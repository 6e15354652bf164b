//! Shell configuration.
//!
//! [`ShellConfig`] carries everything the built-in main menu needs that is
//! not a collaborator: default key bindings, the settings tab opened by
//! "About", and the project links under "Help". It is plain data, loaded from
//! TOML:
//!
//! ```toml
//! validate_on_build = true
//! about_tab = "about"
//!
//! [links]
//! repository_url = "https://github.com/tareqimbasher/NetPad"
//! issues_url = "https://github.com/tareqimbasher/NetPad/issues"
//!
//! [shortcuts]
//! "Save" = "Ctrl+S"
//! "Save All" = "Ctrl+Shift+S"
//! ```
//!
//! Every field has a default, so a partial file only overrides what it names.
//! Unknown keys are rejected.

use std::collections::BTreeMap;
use std::path::{Path, PathBuf};

use horizon_shell_core::logging::targets;
use serde::{Deserialize, Serialize};

/// Errors raised while loading or saving a [`ShellConfig`].
#[derive(Debug, thiserror::Error)]
pub enum ConfigError {
    /// Reading or writing the config file failed.
    #[error("failed to access config '{path}': {source}")]
    Io {
        path: PathBuf,
        #[source]
        source: std::io::Error,
    },

    /// The file is not valid TOML or does not match the schema.
    #[error("failed to parse config: {0}")]
    Parse(#[from] toml::de::Error),

    /// The config could not be rendered as TOML.
    #[error("failed to serialize config: {0}")]
    Serialize(#[from] toml::ser::Error),
}

impl ConfigError {
    /// Create an I/O error.
    pub fn io(path: impl Into<PathBuf>, source: std::io::Error) -> Self {
        Self::Io {
            path: path.into(),
            source,
        }
    }
}

/// External links shown in the "Help" menu.
#[derive(Debug, Clone, PartialEq, Eq, Serialize, Deserialize)]
#[serde(default, deny_unknown_fields)]
pub struct LinkConfig {
    /// Opened by "Help > GitHub".
    pub repository_url: String,
    /// Opened by "Help > Search Issues".
    pub issues_url: String,
}

impl Default for LinkConfig {
    fn default() -> Self {
        Self {
            repository_url: "https://github.com/tareqimbasher/NetPad".to_string(),
            issues_url: "https://github.com/tareqimbasher/NetPad/issues".to_string(),
        }
    }
}

/// Configuration for the application shell menu.
#[derive(Debug, Clone, PartialEq, Eq, Serialize, Deserialize)]
#[serde(default, deny_unknown_fields)]
pub struct ShellConfig {
    /// Run structural validation when the main menu is built.
    pub validate_on_build: bool,
    /// Settings tab opened by "Help > About".
    pub about_tab: String,
    /// Links shown in the "Help" menu.
    pub links: LinkConfig,
    /// Default key bindings, by shortcut name.
    pub shortcuts: BTreeMap<String, String>,
}

/// Default key bindings for the shortcuts the main menu refers to.
const DEFAULT_SHORTCUTS: &[(&str, &str)] = &[
    ("New", "Ctrl+N"),
    ("Go to Script", "Ctrl+T"),
    ("Save", "Ctrl+S"),
    ("Save All", "Ctrl+Shift+S"),
    ("Script Properties", "F4"),
    ("Close", "Ctrl+W"),
    ("Settings", "Ctrl+,"),
    ("Output", "Ctrl+Shift+O"),
    ("Explorer", "Ctrl+Shift+E"),
    ("Namespaces", "Ctrl+Shift+N"),
    ("Reload", "Ctrl+R"),
];

impl Default for ShellConfig {
    fn default() -> Self {
        Self {
            validate_on_build: true,
            about_tab: "about".to_string(),
            links: LinkConfig::default(),
            shortcuts: DEFAULT_SHORTCUTS
                .iter()
                .map(|(name, keys)| (name.to_string(), keys.to_string()))
                .collect(),
        }
    }
}

impl ShellConfig {
    /// Parse a config from a TOML string.
    pub fn from_toml_str(s: &str) -> Result<Self, ConfigError> {
        Ok(toml::from_str(s)?)
    }

    /// Load a config from a TOML file.
    pub fn load(path: impl AsRef<Path>) -> Result<Self, ConfigError> {
        let path = path.as_ref();
        let content =
            std::fs::read_to_string(path).map_err(|e| ConfigError::io(path, e))?;
        let config = Self::from_toml_str(&content)?;
        tracing::debug!(
            target: targets::CONFIG,
            path = %path.display(),
            shortcuts = config.shortcuts.len(),
            "loaded shell config"
        );
        Ok(config)
    }

    /// Render the config as pretty TOML.
    pub fn to_toml_string(&self) -> Result<String, ConfigError> {
        Ok(toml::to_string_pretty(self)?)
    }

    /// Write the config to a TOML file.
    pub fn save(&self, path: impl AsRef<Path>) -> Result<(), ConfigError> {
        let path = path.as_ref();
        let content = self.to_toml_string()?;
        std::fs::write(path, content).map_err(|e| ConfigError::io(path, e))
    }

    /// Builder pattern for the validation flag.
    pub fn with_validate_on_build(mut self, validate: bool) -> Self {
        self.validate_on_build = validate;
        self
    }

    /// Builder pattern for a single key binding.
    pub fn with_shortcut(mut self, name: impl Into<String>, keys: impl Into<String>) -> Self {
        self.shortcuts.insert(name.into(), keys.into());
        self
    }
}

#[cfg(test)]
mod tests {
    use super::*;
    use std::io::Write;
    use std::sync::Arc;

    use parking_lot::Mutex;

    #[derive(Clone, Default)]
    struct Captured(Arc<Mutex<Vec<u8>>>);

    impl Write for Captured {
        fn write(&mut self, buf: &[u8]) -> std::io::Result<usize> {
            self.0.lock().extend_from_slice(buf);
            Ok(buf.len())
        }

        fn flush(&mut self) -> std::io::Result<()> {
            Ok(())
        }
    }

    #[test]
    fn test_load_logs_under_shell_target() {
        let mut file = tempfile::NamedTempFile::new().unwrap();
        writeln!(file, "about_tab = \"about\"").unwrap();

        let captured = Captured::default();
        let writer = captured.clone();
        let subscriber = tracing_subscriber::fmt()
            .with_env_filter("horizon_shell::config=debug")
            .with_writer(move || writer.clone())
            .with_ansi(false)
            .finish();
        tracing::subscriber::with_default(subscriber, || {
            ShellConfig::load(file.path()).unwrap();
        });

        let output = String::from_utf8(captured.0.lock().clone()).unwrap();
        assert!(output.contains("horizon_shell::config"));
        assert!(output.contains("loaded shell config"));
    }

    #[test]
    fn test_defaults() {
        let config = ShellConfig::default();
        assert!(config.validate_on_build);
        assert_eq!(config.about_tab, "about");
        assert_eq!(config.shortcuts.get("Save").map(String::as_str), Some("Ctrl+S"));
        assert_eq!(config.shortcuts.len(), DEFAULT_SHORTCUTS.len());
    }

    #[test]
    fn test_partial_file_keeps_defaults() {
        let config = ShellConfig::from_toml_str(
            r#"
            about_tab = "info"

            [links]
            issues_url = "https://example.com/issues"
            "#,
        )
        .unwrap();

        assert_eq!(config.about_tab, "info");
        assert_eq!(config.links.issues_url, "https://example.com/issues");
        assert_eq!(
            config.links.repository_url,
            LinkConfig::default().repository_url
        );
        assert!(config.validate_on_build);
        assert_eq!(config.shortcuts, ShellConfig::default().shortcuts);
    }

    #[test]
    fn test_shortcut_table_replaces_defaults() {
        let config = ShellConfig::from_toml_str(
            r#"
            [shortcuts]
            "Save" = "Ctrl+Alt+S"
            "#,
        )
        .unwrap();
        assert_eq!(config.shortcuts.len(), 1);
        assert_eq!(config.shortcuts["Save"], "Ctrl+Alt+S");
    }

    #[test]
    fn test_unknown_keys_rejected() {
        let err = ShellConfig::from_toml_str("validate_on_biuld = false").unwrap_err();
        assert!(matches!(err, ConfigError::Parse(_)));

        let err = ShellConfig::from_toml_str("[links]\nhomepage = \"x\"").unwrap_err();
        assert!(matches!(err, ConfigError::Parse(_)));
    }

    #[test]
    fn test_toml_round_trip() {
        let config = ShellConfig::default()
            .with_validate_on_build(false)
            .with_shortcut("Zoom In", "Ctrl++");
        let text = config.to_toml_string().unwrap();
        assert_eq!(ShellConfig::from_toml_str(&text).unwrap(), config);
    }

    #[test]
    fn test_load_from_file() {
        let mut file = tempfile::NamedTempFile::new().unwrap();
        writeln!(file, "validate_on_build = false").unwrap();
        writeln!(file, "[shortcuts]").unwrap();
        writeln!(file, "\"Reload\" = \"F5\"").unwrap();

        let config = ShellConfig::load(file.path()).unwrap();
        assert!(!config.validate_on_build);
        assert_eq!(config.shortcuts["Reload"], "F5");
    }

    #[test]
    fn test_save_then_load() {
        let dir = tempfile::tempdir().unwrap();
        let path = dir.path().join("shell.toml");

        let config = ShellConfig::default().with_shortcut("Reload", "F5");
        config.save(&path).unwrap();
        assert_eq!(ShellConfig::load(&path).unwrap(), config);
    }

    #[test]
    fn test_load_missing_file() {
        let dir = tempfile::tempdir().unwrap();
        let err = ShellConfig::load(dir.path().join("missing.toml")).unwrap_err();
        assert!(matches!(err, ConfigError::Io { .. }));
        assert!(err.to_string().contains("missing.toml"));
    }
}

******

TRY IT -> Copy out every line of the listing that contains the string "failed".

TASK RESPONSE ->
    /// Reading or writing the config file failed.
    #[error("failed to access config '{path}': {source}")]
    #[error("failed to parse config: {0}")]
    #[error("failed to serialize config: {0}")]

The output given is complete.